1. 1. The Study of Excess Nitrogen in the Neuse River Basin “A Landscape Level Analysis of Potential Excess Nitrogen in East-Central North Carolina, USA” Paper by C.T. Garten Jr. and T.L. Ashwood. 2003. Water, Air, and Soil Pollution, 146. (1-4): 3-21 Presented by Harrison Miller, Environmental Studies, Geog 370, 26 February 2008

2. 2. Assessment of potential excess nitrogen under different land cover categories Problem: Excess nitrogen (N) contributes to aquatic eutrophication (excessive nutrients in a body of water that cause various problems) and elevated concentrations of nitrate in ground water. This study attempted to understand the distribution, the determinants, and the seasonality of potential excess N in terrestrial ecostystems at the landscape scale. Hypothesis: If N inputs exceed N outputs, then the difference represents N at risk of loss from the landscape to surface receiving waters and groundwaters.

3. 3. Methods 1.) Acquistition of land cover data from remote sensing 2.)Development of a mass balance model to quantify potential excess N unders different land covers 3.) Estimation of N fluxes under different land covers based on literature reviews 4.) Calculation of potential excess N on a seasonal basis in the Neuse River Basin

4. 4. Results N uptake by crops, herbaceous vegation (grasses), and herbaceous wetlands were similar and greater than the median value of N uptakes by forests. Differences between rates of net N mineralization in forest and grassland soils were statistically significant. Forest ecosystems are weak N sinks whereas wetlands are strong N sinks. The highest rates of soil N mineralization and denitrification were concentrated in areas bordering streams of the Neuse River. The potential excess N in the Neuse River Basin is most influenced by spatial and temporal variation in fertilization and net soil mineralization.

5. 5. Conclusions Large areas of land in the Neuse River Basin are borderline in potential excess N. Such areas could not be classified as either N sources or N sinks because the estimated N budget was in balance. However, with future changes in land use, these sensitive areas could become N sources and N sinks. At the landscape scale, the timing of N inputs (i.e. spreading fertilizer) and outputs are an important determinant of potential excess N. Potential excess N on the landscape is highest in spring and summer. The seasonal patterns in N loads in the Neuse River depends on location. Annual N fluxes at stream monitoring stations vary considerably, depending on the year.

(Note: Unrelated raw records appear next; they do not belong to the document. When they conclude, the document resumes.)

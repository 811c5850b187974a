//! Connection slot table.
//!
//! Maps opaque link-layer connection handles to small, stable slot
//! numbers used in diagnostics ("Device 3 wrote: ..."). Pure data
//! structure — no BLE knowledge, no I/O.
//!
//! Slots are `Option<ConnHandle>` rather than a zero sentinel, so a
//! real handle of value 0 is tracked like any other.

use core::fmt;

/// Maximum simultaneously tracked connections.
pub const MAX_DEVICES: usize = 5;

/// Opaque per-link identifier assigned by the radio stack.
///
/// The stack owns the handle's lifetime; the table only references it.
#[derive(Debug, Clone, Copy, PartialEq, Eq)]
pub struct ConnHandle(pub u16);

impl fmt::Display for ConnHandle {
    fn fmt(&self, f: &mut fmt::Formatter<'_>) -> fmt::Result {
        write!(f, "{}", self.0)
    }
}

/// All slots occupied at assign time.
#[derive(Debug, Clone, Copy, PartialEq, Eq)]
pub struct SlotsFull;

/// Fixed-capacity connection-to-slot mapping.
///
/// Invariants:
/// - no two occupied slots hold the same handle;
/// - a connection keeps its slot index until it disconnects.
#[derive(Debug, Default)]
pub struct SlotTable {
    slots: [Option<ConnHandle>; MAX_DEVICES],
}

impl SlotTable {
    pub const fn new() -> Self {
        Self {
            slots: [None; MAX_DEVICES],
        }
    }

    /// Slot index currently holding `handle`, if tracked.
    pub fn find(&self, handle: ConnHandle) -> Option<usize> {
        self.slots.iter().position(|s| *s == Some(handle))
    }

    /// Occupy the lowest free slot for `handle`.
    ///
    /// Idempotent: a handle that is already tracked gets its existing
    /// index back (duplicate connect events must not double-allocate).
    pub fn assign(&mut self, handle: ConnHandle) -> Result<usize, SlotsFull> {
        if let Some(idx) = self.find(handle) {
            return Ok(idx);
        }
        match self.slots.iter().position(Option::is_none) {
            Some(idx) => {
                self.slots[idx] = Some(handle);
                Ok(idx)
            }
            None => Err(SlotsFull),
        }
    }

    /// Free the slot holding `handle`, returning its index.
    ///
    /// Unknown handles are tolerated: disconnects can arrive for
    /// connections that never got a slot (table was full).
    pub fn release(&mut self, handle: ConnHandle) -> Option<usize> {
        let idx = self.find(handle)?;
        self.slots[idx] = None;
        Some(idx)
    }

    /// Read-only view of the slot array, in index order.
    pub fn entries(&self) -> &[Option<ConnHandle>] {
        &self.slots
    }

    /// Number of occupied slots.
    pub fn occupied_count(&self) -> usize {
        self.slots.iter().filter(|s| s.is_some()).count()
    }

    /// Human-facing slot number for `handle`: 1-based, 0 = untracked.
    pub fn device_number(&self, handle: ConnHandle) -> usize {
        self.find(handle).map_or(0, |idx| idx + 1)
    }
}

6. Criticisms The model used in this study does not distinguish between soil ammonium and nitrate. The model also assumed that all excess N is at risk of export from the landscape. These assumptions are problematic because they will overestimate N loads to surface receiving waters because nitrate is more readily leached from soil than ammonium. The model does not distinguish between different chemical forms of N and it does not discuss hydrologic transport of N. Measures of N export in rivers and streams may not be the best way to determine how well the model predicts potential excess N at the landscape scale. The in-stream loss of N exports from the ground can be substantial. Some studies find that the terrestrial landscape retains most of the N imported to the Neuse River Basin or that it is removed by processes occurring naturally in the river.